Transparency would be actually nice to have across the whole economy to prevent hardware-level attacks in production, distribution, and in data centers, but that's sci-fi at the moment.
Sandboxing helps a lot. Servers are naturally sandboxed. Recently, local apps are getting better sandboxing. There are "safe" languages, which can sandbox libraries as long as some additional scanning is performed. Sandboxing essentially focuses security measures on the relatively small sandbox definition.
Scanning and logging
Automated code scans, especially in combination with programming languages amenable to static analysis, can put an upper bound on what the code can do. Scanning is therefore a form of sandboxing. It can be either hard, breaking builds when the scan finds something unexpected, or soft, merely reporting potential security issues. Scanning attracts attention to code that is likely to have high security impact. It is similar to how profiling attracts attention to inefficient code.
Logging is a runtime equivalent of scanning. Logging can be either selective, drawing attention to suspected security incidents, or bulk, aiding future incident analysis.
Banning insecure practices
Another high-impact and low-effort approach is to avoid insecure practices and insecure tools. Insecure code-level practices include dynamic typing (or reflective access to static types), stateful code, and home-grown cryptography. Insecure tool-level practices include use of vulnerable distribution channels, questionable suppliers, and tools with known vulnerabilities.
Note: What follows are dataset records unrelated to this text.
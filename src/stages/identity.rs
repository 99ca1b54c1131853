//! Managed identity stage
//!
//! Creates the user-assigned identity the application presents to Key Vault.
//! Creation can be disabled; the stage then only reports an identity that
//! already exists.

use super::StageContext;
use crate::arm::client::ArmClient;
use crate::error::Result;
use crate::resource::descriptor::{ResourceDescriptor, ResourceKind};
use crate::resource::outputs::ExportedOutputs;
use crate::resource::reconciler::{reconcile, ResourceSpec};
use serde_json::{json, Value};

struct IdentitySpec {
    desc: ResourceDescriptor,
}

impl ResourceSpec for IdentitySpec {
    fn descriptor(&self) -> &ResourceDescriptor {
        &self.desc
    }

    fn url(&self, client: &ArmClient) -> String {
        client.identity_url(&self.desc.resource_group, &self.desc.name)
    }

    fn create_body(&self) -> Value {
        json!({"location": self.desc.location})
    }
}

pub async fn run(ctx: &StageContext) -> Result<ExportedOutputs> {
    let name = ctx.settings.identity_name().to_string();
    let mut outputs = ExportedOutputs::new();

    if !ctx.settings.create_identity() {
        let url = ctx.client.identity_url(&ctx.resource_group, &name);
        match ctx.client.get_optional(&url).await? {
            Some(details) => export_identity(&mut outputs, &name, &details),
            None => tracing::info!(
                "Identity creation disabled and '{}' does not exist, nothing to do",
                name
            ),
        }
        return Ok(outputs);
    }

    let spec = IdentitySpec {
        desc: ResourceDescriptor::new(
            ResourceKind::ManagedIdentity,
            &name,
            &ctx.resource_group,
            &ctx.location,
        ),
    };
    let outcome = reconcile(&ctx.client, &spec, &ctx.settings.poll_policy()).await?;

    export_identity(&mut outputs, &name, outcome.details());
    Ok(outputs)
}

fn export_identity(outputs: &mut ExportedOutputs, name: &str, details: &Value) {
    outputs.push("IDENTITY_NAME", name);
    outputs.push_from("IDENTITY_ID", details, "id");
    outputs.push_from("IDENTITY_PRINCIPAL_ID", details, "properties.principalId");
    outputs.push_from("IDENTITY_CLIENT_ID", details, "properties.clientId");
}

#[cfg(test)]
mod tests {
    use super::*;
    use crate::arm::auth::AzureCredentials;
    use crate::config::Settings;
    use wiremock::matchers::{method, path};
    use wiremock::{Mock, MockServer, ResponseTemplate};

    const IDENTITY_PATH: &str = "/subscriptions/sub-123/resourceGroups/rg-test/providers/Microsoft.ManagedIdentity/userAssignedIdentities/id-subnetcalc";

    fn ctx_for(server: &MockServer, settings: Settings) -> StageContext {
        StageContext {
            client: ArmClient::with_endpoint(
                AzureCredentials::with_static_token("test-token"),
                "sub-123",
                &server.uri(),
            )
            .unwrap(),
            settings,
            resource_group: "rg-test".to_string(),
            location: "westeurope".to_string(),
        }
    }

    fn identity_body() -> serde_json::Value {
        // Identity payloads carry no provisioningState; the PUT response is
        // the finished resource
        json!({
            "id": "/fake/id-subnetcalc",
            "properties": {
                "principalId": "aaaa-bbbb",
                "clientId": "cccc-dddd"
            }
        })
    }

    #[tokio::test]
    async fn creates_identity_and_exports_both_ids() {
        let server = MockServer::start().await;

        Mock::given(method("GET"))
            .and(path(IDENTITY_PATH))
            .respond_with(ResponseTemplate::new(404))
            .up_to_n_times(1)
            .mount(&server)
            .await;

        Mock::given(method("PUT"))
            .and(path(IDENTITY_PATH))
            .respond_with(ResponseTemplate::new(201).set_body_json(identity_body()))
            .expect(1)
            .mount(&server)
            .await;

        let ctx = ctx_for(&server, Settings::default());
        let outputs = run(&ctx).await.unwrap();

        assert_eq!(outputs.get("IDENTITY_PRINCIPAL_ID"), Some("aaaa-bbbb"));
        assert_eq!(outputs.get("IDENTITY_CLIENT_ID"), Some("cccc-dddd"));
    }

    #[tokio::test]
    async fn disabled_creation_only_reports_existing_state() {
        let server = MockServer::start().await;

        Mock::given(method("GET"))
            .and(path(IDENTITY_PATH))
            .respond_with(ResponseTemplate::new(404))
            .mount(&server)
            .await;

        Mock::given(method("PUT"))
            .respond_with(ResponseTemplate::new(500))
            .expect(0)
            .mount(&server)
            .await;

        let settings = Settings {
            create_identity: Some(false),
            ..Settings::default()
        };
        let ctx = ctx_for(&server, settings);
        let outputs = run(&ctx).await.unwrap();

        assert!(outputs.is_empty());
    }

    #[tokio::test]
    async fn existing_identity_is_reexported_unchanged() {
        let server = MockServer::start().await;

        Mock::given(method("GET"))
            .and(path(IDENTITY_PATH))
            .respond_with(ResponseTemplate::new(200).set_body_json(identity_body()))
            .mount(&server)
            .await;

        Mock::given(method("PUT"))
            .respond_with(ResponseTemplate::new(500))
            .expect(0)
            .mount(&server)
            .await;

        let ctx = ctx_for(&server, Settings::default());
        let outputs = run(&ctx).await.unwrap();

        assert_eq!(outputs.get("IDENTITY_ID"), Some("/fake/id-subnetcalc"));
    }
}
Avoiding insecure practices involves change of habits and a bit of market research to find suitable libraries and tools. That's a small investment compared to trying to audit all application code line by line. Labeling and shaming insecure libraries and tools is a big part of this strategy.
In the end, the only definite antidote to the hacker is the hacker himself. Pen test could be as big as several days long simulated attack or as small as a thought experiment. If the application survives automated and manual hacking attempts, it is reasonable to believe it is secure.